> _EXERCISE AIM_: From the data that follows, copy every line with the string "inner".

*** Block opens ***

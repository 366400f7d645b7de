//! Data models for EPG operations

use chrono::{DateTime, Utc};
use serde::{Deserialize, Serialize};

/// One programme occurrence on a channel, covering `[start, end)`
#[derive(Debug, Clone, PartialEq, Eq, Serialize, Deserialize)]
pub struct ScheduleEntry {
    pub title: String,
    #[serde(default)]
    pub description: String,
    pub start: DateTime<Utc>,
    pub end: DateTime<Utc>,
    /// Key the entry was fetched/parsed for
    pub channel_key: String,
}

impl ScheduleEntry {
    /// `end` must be strictly after `start`
    pub fn is_valid(&self) -> bool {
        self.end > self.start
    }

    pub fn is_airing_at(&self, at: DateTime<Utc>) -> bool {
        self.start <= at && at < self.end
    }
}

/// A channel as supplied by the playlist layer
#[derive(Debug, Clone, PartialEq, Eq, Serialize, Deserialize)]
pub struct Channel {
    pub key: String,
    pub display_name: String,
    /// False when the playlist gives no EPG id for this channel
    pub has_schedule_source: bool,
}

impl Channel {
    pub fn new(key: impl Into<String>, display_name: impl Into<String>) -> Self {
        Self {
            key: key.into(),
            display_name: display_name.into(),
            has_schedule_source: true,
        }
    }

    pub fn without_schedule(key: impl Into<String>, display_name: impl Into<String>) -> Self {
        Self {
            has_schedule_source: false,
            ..Self::new(key, display_name)
        }
    }
}

/// Cached schedule for one channel key
#[derive(Debug, Clone, Serialize, Deserialize)]
pub struct CacheRecord {
    pub entries: Vec<ScheduleEntry>,
    pub fetched_at: DateTime<Utc>,
}

/// Programme airing at `at`, entries must be sorted by start
pub fn current_entry(entries: &[ScheduleEntry], at: DateTime<Utc>) -> Option<&ScheduleEntry> {
    entries.iter().find(|e| e.is_airing_at(at))
}

/// First programme starting after `at`
pub fn next_entry(entries: &[ScheduleEntry], at: DateTime<Utc>) -> Option<&ScheduleEntry> {
    entries.iter().find(|e| e.start > at)
}

/// Programmes overlapping `[from, to)`
pub fn entries_in_range(
    entries: &[ScheduleEntry],
    from: DateTime<Utc>,
    to: DateTime<Utc>,
) -> Vec<&ScheduleEntry> {
    entries.iter().filter(|e| e.end > from && e.start < to).collect()
}
//! Background batch prefetch
//!
//! Walks a channel list in fixed-size batches on a spawned task, feeding the
//! progress tracker and flushing the cache periodically. Fetch failures never
//! stop the batch; every channel ends up with real or synthetic data.

use std::sync::Arc;

use futures_util::stream::{FuturesUnordered, StreamExt};
use tokio::sync::Semaphore;
use tokio::task::{AbortHandle, JoinHandle};
use tokio_util::sync::CancellationToken;
use tracing::{debug, info, warn};

use crate::epg::cache::ScheduleCache;
use crate::epg::fetcher::Fetcher;
use crate::epg::models::Channel;
use crate::epg::progress::{ProgressSnapshot, ProgressTracker};

/// Invoked with a snapshot after every processed channel
pub type ProgressCallback = Arc<dyn Fn(&ProgressSnapshot) + Send + Sync>;

#[derive(Debug, Clone, Copy, PartialEq, Eq)]
pub enum PrefetchOutcome {
    /// Every channel was already fresh or had no schedule source
    NothingToLoad,
    Completed,
    Cancelled,
}

/// Handle to a running prefetch. Dropping it does not stop the task.
pub struct PrefetchHandle {
    task: JoinHandle<PrefetchOutcome>,
    cancel: CancellationToken,
}

impl PrefetchHandle {
    /// Stop before the next batch; the current batch finishes
    pub fn cancel(&self) {
        self.cancel.cancel();
    }

    pub fn is_finished(&self) -> bool {
        self.task.is_finished()
    }

    pub(crate) fn cancel_token(&self) -> CancellationToken {
        self.cancel.clone()
    }

    pub(crate) fn abort_handle(&self) -> AbortHandle {
        self.task.abort_handle()
    }

    pub async fn wait(self) -> PrefetchOutcome {
        match self.task.await {
            Ok(outcome) => outcome,
            Err(e) => {
                warn!("EPG prefetch task failed: {}", e);
                PrefetchOutcome::Cancelled
            }
        }
    }
}

pub struct Prefetcher {
    fetcher: Arc<Fetcher>,
    cache: Arc<ScheduleCache>,
    progress: Arc<ProgressTracker>,
    batch_size: usize,
    flush_every: usize,
    /// Shared by every run so overlapping prefetches respect one bound
    permits: Arc<Semaphore>,
}

impl Prefetcher {
    pub fn new(
        fetcher: Arc<Fetcher>,
        cache: Arc<ScheduleCache>,
        progress: Arc<ProgressTracker>,
        batch_size: usize,
        flush_every: usize,
    ) -> Self {
        let batch_size = batch_size.max(1);
        Self {
            fetcher,
            cache,
            progress,
            batch_size,
            flush_every: flush_every.max(1),
            permits: Arc::new(Semaphore::new(batch_size)),
        }
    }

    /// Run `run` on a background task
    pub fn spawn(
        self: &Arc<Self>,
        channels: Vec<Channel>,
        on_progress: Option<ProgressCallback>,
    ) -> PrefetchHandle {
        let cancel = CancellationToken::new();
        let prefetcher = Arc::clone(self);
        let token = cancel.clone();

        let task = tokio::spawn(async move { prefetcher.run(channels, on_progress, token).await });

        PrefetchHandle { task, cancel }
    }

    pub async fn run(
        &self,
        channels: Vec<Channel>,
        on_progress: Option<ProgressCallback>,
        cancel: CancellationToken,
    ) -> PrefetchOutcome {
        let requested = channels.len();
        let pending: Vec<Channel> = channels
            .into_iter()
            .filter(|c| c.has_schedule_source && !self.cache.has(&c.key))
            .collect();

        if pending.is_empty() {
            debug!("EPG prefetch: nothing to load ({} channels requested)", requested);
            let snapshot = self.progress.nothing_to_load();
            emit(&on_progress, &snapshot);
            return PrefetchOutcome::NothingToLoad;
        }

        info!(
            "EPG prefetch started: {} of {} channels need data",
            pending.len(),
            requested
        );
        let batch = self.progress.begin(pending.len());
        emit(&on_progress, &self.progress.snapshot());

        let mut processed = 0usize;
        let mut cancelled = false;

        for chunk in pending.chunks(self.batch_size) {
            if cancel.is_cancelled() {
                cancelled = true;
                break;
            }

            let mut in_flight: FuturesUnordered<_> =
                chunk.iter().map(|channel| self.fetch_one(channel)).collect();

            while let Some(channel) = in_flight.next().await {
                processed += 1;

                let label = if channel.display_name.is_empty() {
                    channel.key.as_str()
                } else {
                    channel.display_name.as_str()
                };
                if let Some(snapshot) = self.progress.record(batch, label) {
                    emit(&on_progress, &snapshot);
                }

                if processed % self.flush_every == 0 {
                    self.flush().await;
                }
            }

            // Let other tasks run between batches
            tokio::task::yield_now().await;
        }

        self.flush().await;

        let (message, outcome) = if cancelled {
            ("cancelled", PrefetchOutcome::Cancelled)
        } else {
            ("done", PrefetchOutcome::Completed)
        };
        if let Some(snapshot) = self.progress.finish(batch, message) {
            emit(&on_progress, &snapshot);
        }

        info!("EPG prefetch {}: {} channels processed", message, processed);
        outcome
    }

    async fn fetch_one<'a>(&'a self, channel: &'a Channel) -> &'a Channel {
        // The semaphore is never closed, a failed acquire only loses the bound
        let _permit = self.permits.acquire().await.ok();
        self.fetcher.fetch(channel).await;
        channel
    }

    async fn flush(&self) {
        let cache = Arc::clone(&self.cache);
        if let Err(e) = tokio::task::spawn_blocking(move || cache.persist()).await {
            warn!("EPG cache flush task failed: {}", e);
        }
    }
}

fn emit(on_progress: &Option<ProgressCallback>, snapshot: &ProgressSnapshot) {
    if let Some(callback) = on_progress {
        callback(snapshot);
    }
}

#[cfg(test)]
mod tests {
    use super::*;
    use crate::epg::progress::ProgressPhase;
    use crate::epg::sources::SourceResolver;
    use crate::epg::testing::StubClient;
    use crate::epg::parser::generate_synthetic;
    use crate::store::{KeyValueStore, MemoryStore, StoreError};
    use parking_lot::Mutex;
    use std::time::Duration;

    struct Harness {
        prefetcher: Arc<Prefetcher>,
        cache: Arc<ScheduleCache>,
        progress: Arc<ProgressTracker>,
        client: Arc<StubClient>,
        store: Arc<MemoryStore>,
    }

    /// One mirror per channel, so every fetch is exactly one request
    fn harness(delay: Duration) -> Harness {
        let store = Arc::new(MemoryStore::new());
        harness_on(store.clone(), store, delay)
    }

    fn harness_on(
        backend: Arc<dyn KeyValueStore>,
        store: Arc<MemoryStore>,
        delay: Duration,
    ) -> Harness {
        let cache = Arc::new(ScheduleCache::new(
            backend.clone(),
            "epg_cache",
            chrono::Duration::hours(24),
        ));
        let sources = Arc::new(SourceResolver::new(
            backend,
            "epg_custom_source",
            vec!["http://mirror.test/{channel}.xml".to_string()],
        ));
        let client = Arc::new(StubClient::with_delay(delay));
        let fetcher = Arc::new(Fetcher::new(
            cache.clone(),
            sources,
            client.clone(),
            Duration::from_secs(1),
        ));
        let progress = Arc::new(ProgressTracker::new());
        let prefetcher = Arc::new(Prefetcher::new(fetcher, cache.clone(), progress.clone(), 8, 10));
        Harness {
            prefetcher,
            cache,
            progress,
            client,
            store,
        }
    }

    /// Counts cache writes and the channel count of each written blob
    struct CountingStore {
        inner: MemoryStore,
        flushed: Mutex<Vec<usize>>,
    }

    impl KeyValueStore for CountingStore {
        fn read(&self, namespace: &str) -> Result<Option<String>, StoreError> {
            self.inner.read(namespace)
        }

        fn write(&self, namespace: &str, value: &str) -> Result<(), StoreError> {
            if namespace == "epg_cache" {
                let records: serde_json::Map<String, serde_json::Value> =
                    serde_json::from_str(value).unwrap();
                self.flushed.lock().push(records.len());
            }
            self.inner.write(namespace, value)
        }

        fn remove(&self, namespace: &str) -> Result<(), StoreError> {
            self.inner.remove(namespace)
        }

        fn keys(&self) -> Result<Vec<String>, StoreError> {
            self.inner.keys()
        }
    }

    fn channels(count: usize) -> Vec<Channel> {
        (0..count)
            .map(|i| Channel::new(format!("ch{}", i), format!("Channel {}", i)))
            .collect()
    }

    fn recorder() -> (ProgressCallback, Arc<Mutex<Vec<ProgressSnapshot>>>) {
        let seen = Arc::new(Mutex::new(Vec::new()));
        let sink = seen.clone();
        let callback: ProgressCallback = Arc::new(move |s: &ProgressSnapshot| sink.lock().push(s.clone()));
        (callback, seen)
    }

    #[tokio::test]
    async fn test_concurrency_is_bounded() {
        let h = harness(Duration::from_millis(20));

        let outcome = h
            .prefetcher
            .run(channels(21), None, CancellationToken::new())
            .await;

        assert_eq!(outcome, PrefetchOutcome::Completed);
        assert_eq!(h.client.requests(), 21);
        assert_eq!(h.client.max_in_flight(), 8);
        assert_eq!(h.cache.len(), 21);
    }

    #[tokio::test]
    async fn test_progress_is_monotonic() {
        let h = harness(Duration::from_millis(5));
        let (callback, seen) = recorder();
        assert_eq!(h.progress.snapshot().phase, ProgressPhase::Idle);

        h.prefetcher
            .run(channels(12), Some(callback), CancellationToken::new())
            .await;

        let seen = seen.lock();
        let (last, loading) = seen.split_last().unwrap();
        assert_eq!(loading.len(), 13);
        assert_eq!(loading[0].processed, 0);
        assert!(loading.iter().all(|s| s.is_loading && s.total == 12));
        assert!(loading.windows(2).all(|w| w[0].processed <= w[1].processed));

        assert!(!last.is_loading);
        assert_eq!(last.processed, 12);
        assert_eq!(last.message, "done");
        assert_eq!(last.fraction_complete, 1.0);
        assert_eq!(h.progress.snapshot().phase, ProgressPhase::Complete);
    }

    #[tokio::test]
    async fn test_fresh_channels_are_skipped() {
        let h = harness(Duration::ZERO);
        let all = channels(20);
        for channel in &all[..5] {
            h.cache.put(&channel.key, generate_synthetic(&channel.key));
        }
        let (callback, seen) = recorder();

        h.prefetcher
            .run(all, Some(callback), CancellationToken::new())
            .await;

        assert_eq!(seen.lock()[0].total, 15);
        assert_eq!(h.client.requests(), 15);
        assert_eq!(h.cache.len(), 20);
    }

    #[tokio::test]
    async fn test_nothing_to_load() {
        let h = harness(Duration::ZERO);
        let (callback, seen) = recorder();
        let list = vec![
            Channel::without_schedule("radio1", "Radio 1"),
            Channel::without_schedule("radio2", "Radio 2"),
        ];

        let outcome = h
            .prefetcher
            .run(list, Some(callback), CancellationToken::new())
            .await;

        assert_eq!(outcome, PrefetchOutcome::NothingToLoad);
        assert_eq!(h.client.requests(), 0);
        let seen = seen.lock();
        assert_eq!(seen.len(), 1);
        assert_eq!(seen[0].message, "nothing to load");
        assert!(!seen[0].is_loading);
    }

    #[tokio::test]
    async fn test_cancel_before_start() {
        let h = harness(Duration::ZERO);
        let token = CancellationToken::new();
        token.cancel();

        let outcome = h.prefetcher.run(channels(5), None, token).await;

        assert_eq!(outcome, PrefetchOutcome::Cancelled);
        assert_eq!(h.client.requests(), 0);
        let snapshot = h.progress.snapshot();
        assert!(!snapshot.is_loading);
        assert_eq!(snapshot.message, "cancelled");
    }

    #[tokio::test]
    async fn test_cancel_stops_after_current_batch() {
        let h = harness(Duration::from_millis(100));
        let handle = h.prefetcher.spawn(channels(20), None);

        while h.client.requests() == 0 {
            tokio::time::sleep(Duration::from_millis(5)).await;
        }
        handle.cancel();

        assert_eq!(handle.wait().await, PrefetchOutcome::Cancelled);
        let snapshot = h.progress.snapshot();
        assert_eq!(snapshot.processed, 8);
        assert!(!snapshot.is_loading);
        assert_eq!(h.client.requests(), 8);
    }

    #[tokio::test]
    async fn test_cache_is_flushed_every_ten_channels() {
        let counting = Arc::new(CountingStore {
            inner: MemoryStore::new(),
            flushed: Mutex::new(Vec::new()),
        });
        let h = harness_on(counting.clone(), Arc::new(MemoryStore::new()), Duration::ZERO);

        h.prefetcher
            .run(channels(25), None, CancellationToken::new())
            .await;

        // After the 10th and 20th channel, then once at the end
        assert_eq!(*counting.flushed.lock(), vec![10, 20, 25]);
    }

    #[tokio::test]
    async fn test_cache_is_flushed() {
        let h = harness(Duration::ZERO);

        h.prefetcher
            .run(channels(25), None, CancellationToken::new())
            .await;

        assert!(h.store.read("epg_cache").unwrap().is_some());
        let reloaded = ScheduleCache::new(h.store.clone(), "epg_cache", chrono::Duration::hours(24));
        reloaded.load();
        assert_eq!(reloaded.len(), 25);
    }
}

*** Block closes ***

> _COMPLETED EXERCISE_:
        inner: MemoryStore,
            self.inner.read(namespace)
            self.inner.write(namespace, value)
            self.inner.remove(namespace)
            self.inner.keys()
            inner: MemoryStore::new(),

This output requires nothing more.